BEGIN

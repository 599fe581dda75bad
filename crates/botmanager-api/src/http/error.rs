//! Application error type mapping to HTTP status codes and envelope format.
//!
//! Client-side bot errors (conflict, not found, invalid input) all answer
//! 400; the envelope `code` tells them apart.
//!
//! An error does not know which request it belongs to. Its parts ride on the
//! response extensions and the request-id layer renders the final envelope.

use axum::http::StatusCode;
use axum::response::{IntoResponse, Response};

use botmanager_types::error::BotError;

use crate::http::response::ApiResponse;

/// Application-level error that maps to HTTP responses.
#[derive(Debug)]
pub enum AppError {
    /// Bot-related errors.
    Bot(BotError),
    /// Missing or unknown API key.
    Unauthorized(String),
    /// Valid API key without the route's scope.
    Forbidden(String),
    /// Request body or query could not be decoded.
    Validation(String),
    /// Generic internal error.
    Internal(String),
}

impl From<BotError> for AppError {
    fn from(e: BotError) -> Self {
        AppError::Bot(e)
    }
}

impl AppError {
    fn parts(&self) -> (StatusCode, &'static str, String) {
        match self {
            AppError::Bot(BotError::NotFound) => {
                (StatusCode::BAD_REQUEST, "BOT_NOT_FOUND", "Bot not found".to_string())
            }
            AppError::Bot(BotError::Conflict(msg)) => {
                (StatusCode::BAD_REQUEST, "BOT_CONFLICT", msg.clone())
            }
            AppError::Bot(BotError::InvalidInput(msg)) => {
                (StatusCode::BAD_REQUEST, "VALIDATION_ERROR", msg.clone())
            }
            AppError::Bot(e @ BotError::Unauthenticated(_)) => {
                (StatusCode::UNAUTHORIZED, "UNAUTHORIZED", e.to_string())
            }
            AppError::Bot(e @ (BotError::Unavailable(_) | BotError::Cancelled)) => {
                (StatusCode::SERVICE_UNAVAILABLE, "STORE_UNAVAILABLE", e.to_string())
            }
            AppError::Bot(e @ BotError::Storage(_)) => {
                (StatusCode::INTERNAL_SERVER_ERROR, "BOT_ERROR", e.to_string())
            }
            AppError::Unauthorized(msg) => (StatusCode::UNAUTHORIZED, "UNAUTHORIZED", msg.clone()),
            AppError::Forbidden(msg) => (StatusCode::FORBIDDEN, "FORBIDDEN", msg.clone()),
            AppError::Validation(msg) => {
                (StatusCode::BAD_REQUEST, "VALIDATION_ERROR", msg.clone())
            }
            AppError::Internal(msg) => {
                (StatusCode::INTERNAL_SERVER_ERROR, "INTERNAL_ERROR", msg.clone())
            }
        }
    }
}

/// An error's envelope fields, left on the response for the request-id layer.
#[derive(Debug, Clone)]
pub struct ErrorParts {
    status: StatusCode,
    code: &'static str,
    message: String,
}

impl ErrorParts {
    /// Render the error envelope for `request_id`.
    pub fn render(&self, request_id: String) -> Response {
        ApiResponse::error(self.status, self.code, &self.message, request_id).into_response()
    }
}

impl IntoResponse for AppError {
    fn into_response(self) -> Response {
        let (status, code, message) = self.parts();
        let parts = ErrorParts {
            status,
            code,
            message,
        };
        let mut response = parts.render(String::new());
        response.extensions_mut().insert(parts);
        response
    }
}

#[cfg(test)]
mod tests {
    use super::*;

    fn status_and_code(e: AppError) -> (StatusCode, &'static str) {
        let (status, code, _) = e.parts();
        (status, code)
    }

    #[test]
    fn client_errors_are_bad_request_with_distinct_codes() {
        assert_eq!(
            status_and_code(BotError::NotFound.into()),
            (StatusCode::BAD_REQUEST, "BOT_NOT_FOUND")
        );
        assert_eq!(
            status_and_code(BotError::Conflict("dup".into()).into()),
            (StatusCode::BAD_REQUEST, "BOT_CONFLICT")
        );
        assert_eq!(
            status_and_code(BotError::InvalidInput("bad".into()).into()),
            (StatusCode::BAD_REQUEST, "VALIDATION_ERROR")
        );
    }

    #[test]
    fn server_side_errors() {
        assert_eq!(
            status_and_code(BotError::Unavailable("down".into()).into()).0,
            StatusCode::SERVICE_UNAVAILABLE
        );
        assert_eq!(
            status_and_code(BotError::Cancelled.into()).0,
            StatusCode::SERVICE_UNAVAILABLE
        );
        assert_eq!(
            status_and_code(BotError::Unauthenticated("none".into()).into()).0,
            StatusCode::UNAUTHORIZED
        );
        assert_eq!(
            status_and_code(BotError::Storage("decode".into()).into()).0,
            StatusCode::INTERNAL_SERVER_ERROR
        );
    }
}
//! Query parameter extractors for the bot endpoints.

use serde::Deserialize;

/// Query parameters for `GET /v1/bot`.
///
/// At most one is used: `botId` wins, then `name`, then `projectId`.
#[derive(Debug, Deserialize, Default)]
pub struct BotQuery {
    #[serde(rename = "botId")]
    pub bot_id: Option<String>,
    pub name: Option<String>,
    #[serde(rename = "projectId")]
    pub project_id: Option<String>,
}

/// Query parameters for `DELETE /v1/bot`.
#[derive(Debug, Deserialize, Default)]
pub struct BotIdQuery {
    #[serde(rename = "botId")]
    pub bot_id: Option<String>,
}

END

▶ What you need to do:
Return a copy of every line in the records that includes the string "layer".

▶ Exercise result:
//! response extensions and the request-id layer renders the final envelope.
/// An error's envelope fields, left on the response for the request-id layer.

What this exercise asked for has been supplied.